Es gibt heute für Eltern sehr viele Dinge, die sie falsch, und nur wenige, die sie richtig machen können.

Es gab eine Zeit, da kamen Kinder mit einer fixfertigen Persönlichkeit auf die Welt. Als Eltern brauchte man diesen Umstand nur zu akzeptieren und die gemeinsame Zeit für alle Beteiligten so erträglich wie möglich zu gestalten. Heute sind Eltern in erster Linie Erzieher, das heisst, sie haben sich wirklich um dieses formlose Wesen zu kümmern und dafür zu sorgen, dass aus ihm ein selbstbewusster, möglichst komplexfreier Mensch wird (der beim Chopin-Wettbewerb den ersten Platz belegt).

Bis nach Schweden kreischen

Sprich, es gibt heute für Eltern sehr viele Dinge, die sie falsch, und nur wenige, die sie richtig machen können. Da alles Spuren hinterlässt, befindet man sich permanent auf dem Holzweg. Zumal die eigene Persönlichkeit im Spiel ist, die im wahrsten Sinne des Wortes fix und fertig ist.

Ich habe einmal gehört, dass sich in Schweden die Kinderschutzbehörde einschaltet, wenn das Kind viel weint. Es mag sich um eine Legende handeln, und doch hat sie mich durch die erste Phase meiner Vaterschaft begleitet, als unser Kind praktisch pausenlos geweint hat. Ich glaubte, sein empörtes Kreischen müsse bis nach Schweden zu hören sein: Obacht, da wird gerade ein Kind falsch erzogen.

Dabei kann die Furcht, alles falsch zu machen, Eltern dazu verleiten, dem Kind eine erfundene Realität vorzugaukeln. Heile Welt um jeden Preis. Aber durchschaut das Kind den Mummenschanz nicht sofort? Und was wäre das überhaupt für ein Glück, das auf künstlichen Gesten und unterdrückten Gefühlen basiert?

Öffentliches Streiten als Form der Erziehung?

Wäre es nicht ehrlicher, wenn das Kind schon früh lernen könnte, dass Konflikte zum Leben dazugehören und die Eltern sich nicht gleich hassen oder gar trennen, nur weil sie unterschiedlicher Meinung sind? Schliesslich kann die Furcht vor Konflikten dazu führen, dass aus dem Kind seinerseits ein konfliktscheuer Mensch wird. Klingt gut, oder? Öffentliches Streiten als Form der Erziehung. 

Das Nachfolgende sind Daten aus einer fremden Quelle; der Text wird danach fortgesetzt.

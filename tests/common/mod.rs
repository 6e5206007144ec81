// tests/common/mod.rs
//
// Shared fixtures: a scripted Analyst that records every call and can be told
// to fail or panic on specific inputs, plus config/snapshot helpers.
#![allow(dead_code)]

use std::collections::{BTreeMap, HashSet};
use std::path::Path;
use std::sync::{Arc, Mutex};

use async_trait::async_trait;
use chrono::{DateTime, Duration, TimeZone, Utc};
use serde_json::Value;

use fx_refresh::analysis::{structured_events, ArticleSummary, CalendarEvent};
use fx_refresh::config::AppConfig;
use fx_refresh::retry::RetryPolicy;
use fx_refresh::sources::{ArticleRef, CurrencyPair};
use fx_refresh::{Analyst, PipelineError, Snapshot, SnapshotStore};

#[derive(Default)]
pub struct ScriptedAnalyst {
    /// One entry per call: "summarize:<url>", "risk:<category>", ...
    pub calls: Mutex<Vec<String>>,
    pub fail: Mutex<HashSet<String>>,
    pub panic_on: Mutex<HashSet<String>>,
}

impl ScriptedAnalyst {
    pub fn new() -> Arc<Self> {
        Arc::new(Self::default())
    }

    /// Make the call tagged `tag` fail (non-retryable) until `heal` is called.
    pub fn fail_on(&self, tag: &str) {
        self.fail.lock().unwrap().insert(tag.to_string());
    }

    pub fn heal(&self, tag: &str) {
        self.fail.lock().unwrap().remove(tag);
    }

    pub fn panic_on(&self, tag: &str) {
        self.panic_on.lock().unwrap().insert(tag.to_string());
    }

    pub fn calls_with_prefix(&self, prefix: &str) -> Vec<String> {
        let mut out: Vec<String> = self
            .calls
            .lock()
            .unwrap()
            .iter()
            .filter(|c| c.starts_with(prefix))
            .cloned()
            .collect();
        out.sort();
        out
    }

    pub fn total_calls(&self) -> usize {
        self.calls.lock().unwrap().len()
    }

    fn record(&self, tag: String) -> anyhow::Result<()> {
        self.calls.lock().unwrap().push(tag.clone());
        if self.panic_on.lock().unwrap().contains(&tag) {
            panic!("scripted panic for {tag}");
        }
        if self.fail.lock().unwrap().contains(&tag) {
            return Err(PipelineError::Rejected(format!("scripted failure for {tag}")).into());
        }
        Ok(())
    }
}

#[async_trait]
impl Analyst for ScriptedAnalyst {
    fn name(&self) -> &'static str {
        "scripted"
    }

    async fn summarize_article(&self, _pair: &CurrencyPair, article: &ArticleRef) -> anyhow::Result<String> {
        self.record(format!("summarize:{}", article.url()))?;
        Ok(format!("summary of {}", article.url()))
    }

    async fn synthesize_news(&self, pair: &CurrencyPair, summaries: &[ArticleSummary]) -> anyhow::Result<String> {
        self.record(format!("synthesize:{pair}"))?;
        Ok(format!("{pair} outlook from {} articles", summaries.len()))
    }

    async fn assess_risk(&self, category: &str, data: &Value) -> anyhow::Result<String> {
        self.record(format!("risk:{category}"))?;
        Ok(format!("{category} risk given {data}"))
    }

    async fn extract_calendar(&self, pair: &CurrencyPair, page: &Value) -> anyhow::Result<Vec<CalendarEvent>> {
        self.record(format!("extract:{pair}"))?;
        structured_events(page).ok_or_else(|| PipelineError::Rejected("unstructured page".into()).into())
    }

    async fn analyze_calendar(&self, pair: &CurrencyPair, events: &[CalendarEvent]) -> anyhow::Result<String> {
        self.record(format!("calendar:{pair}"))?;
        Ok(format!("{pair}: {} events", events.len()))
    }

    async fn analyze_fundamentals(&self, subject: &str, indicators: &Value) -> anyhow::Result<String> {
        self.record(format!("fundamentals:{subject}"))?;
        let n = indicators.as_object().map(|m| m.len()).unwrap_or(1);
        Ok(format!("{subject}: {n} indicators"))
    }
}

/// Config rooted at `dir`, no retries, EUR/USD and USD/JPY.
pub fn test_config(dir: &Path) -> AppConfig {
    AppConfig {
        data_dir: dir.to_path_buf(),
        retry: RetryPolicy::none(),
        pairs: vec!["EUR/USD".parse().unwrap(), "USD/JPY".parse().unwrap()],
        ..AppConfig::default()
    }
}

pub fn ts(minute: i64) -> DateTime<Utc> {
    Utc.with_ymd_and_hms(2025, 9, 6, 9, 0, 0).unwrap() + Duration::minutes(minute)
}

/// Append `data` (a JSON object) as the snapshot taken at `minute`.
pub fn push_snapshot(cfg: &AppConfig, minute: i64, data: Value) {
    let map: BTreeMap<String, Value> = serde_json::from_value(data).unwrap();
    SnapshotStore::new(cfg.snapshot_path(), cfg.snapshot_limit)
        .append(Snapshot::new(ts(minute), map))
        .unwrap();
}

pub fn read_history(cfg: &AppConfig, file: &str) -> Vec<Value> {
    let p = cfg.history_dir().join(file);
    match std::fs::read_to_string(&p) {
        Ok(t) => serde_json::from_str(&t).unwrap(),
        Err(_) => Vec::new(),
    }
}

Wir alle wissen, wie Erwachsene streiten. Nämlich wie Kinder, die es nie gelernt haben.

In Schweden ist das der neueste Schrei. Nur funktioniert es leider nicht, denn wir alle wissen, wie Erwachsene streiten. Nämlich wie Kinder, die es nie gelernt haben. Wir sind selber ziemlich ungeformte Wesen. Wir fürchten uns vor unserer eigenen Unreife, weshalb wir unsere Kämpfe im Heimlichen austragen, wo uns niemand dabei zusehen kann.

Mit anderen Worten: Wir trauen uns selber nicht über den Weg – und ist das nicht ein untrügliches Zeichen von Erwachsensein? Zugegeben, besonders tröstlich ist das nicht. Aber bald sind die Ferien zu Ende, die Kindergärten und Schulen wieder offen. Und das Leben geht wieder weiter.